◆ **YOUR GOAL**:
Only those lines running from the start of the listing below through the line that holds "has been made." are to be written out, exactly and in full.

☆ ☆ ☆ ☆

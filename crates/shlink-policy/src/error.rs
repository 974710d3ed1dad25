//! Policy and claim error types.

use shlink_storage::StorageError;

/// Why a claim on a shared link was refused.
#[derive(Debug, Clone, PartialEq, Eq, thiserror::Error)]
pub enum ClaimError {
    /// No policy is registered under this link id.
    #[error("unknown link: {link_id}")]
    UnknownLink {
        /// The requested link id.
        link_id: String,
    },

    /// The link has been deactivated.
    #[error("link is inactive: {link_id}")]
    LinkInactive {
        /// The requested link id.
        link_id: String,
    },

    /// The supplied PIN was missing or wrong.
    #[error("PIN mismatch for link {link_id} ({failures} consecutive failures)")]
    PinMismatch {
        /// The requested link id.
        link_id: String,
        /// Consecutive failures including this one.
        failures: u32,
        /// Whether this failure deactivated the link.
        locked_out: bool,
    },

    /// Every claim the link allows has been made.
    #[error("claim limit of {claim_limit} reached for link {link_id}")]
    ClaimLimitReached {
        /// The requested link id.
        link_id: String,
        /// The link's claim limit.
        claim_limit: u32,
    },

    /// Storage backend error.
    #[error("storage error: {0}")]
    Storage(#[from] StorageError),
}

impl ClaimError {
    /// Whether this is an explicit refusal of an existing link, as opposed
    /// to an unknown link or a backend fault.
    #[must_use]
    pub fn is_rejection(&self) -> bool {
        matches!(
            self,
            Self::LinkInactive { .. } | Self::PinMismatch { .. } | Self::ClaimLimitReached { .. }
        )
    }
}

/// Errors from the link registry and policy engine.
#[derive(Debug, thiserror::Error)]
pub enum PolicyError {
    /// Link terms failed validation.
    #[error("invalid link terms: {reason}")]
    InvalidTerms {
        /// What was wrong.
        reason: String,
    },

    /// Storage backend error.
    #[error("storage error: {0}")]
    Storage(#[from] StorageError),
}

/// Result type for policy operations.
pub type PolicyResult<T> = Result<T, PolicyError>;
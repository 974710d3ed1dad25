//! Subcommand implementations.

pub(crate) mod config;
pub(crate) mod demo;
pub(crate) mod keys;
pub(crate) mod sign;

☆ ☆ ☆ ☆

◆ **WRITTEN SOLUTION**:
filename crates/shlink-policy/src/error.rs
repository 974710d3ed1dad25
//! Policy and claim error types.

use shlink_storage::StorageError;

/// Why a claim on a shared link was refused.
#[derive(Debug, Clone, PartialEq, Eq, thiserror::Error)]
pub enum ClaimError {
    /// No policy is registered under this link id.
    #[error("unknown link: {link_id}")]
    UnknownLink {
        /// The requested link id.
        link_id: String,
    },

    /// The link has been deactivated.
    #[error("link is inactive: {link_id}")]
    LinkInactive {
        /// The requested link id.
        link_id: String,
    },

    /// The supplied PIN was missing or wrong.
    #[error("PIN mismatch for link {link_id} ({failures} consecutive failures)")]
    PinMismatch {
        /// The requested link id.
        link_id: String,
        /// Consecutive failures including this one.
        failures: u32,
        /// Whether this failure deactivated the link.
        locked_out: bool,
    },

    /// Every claim the link allows has been made.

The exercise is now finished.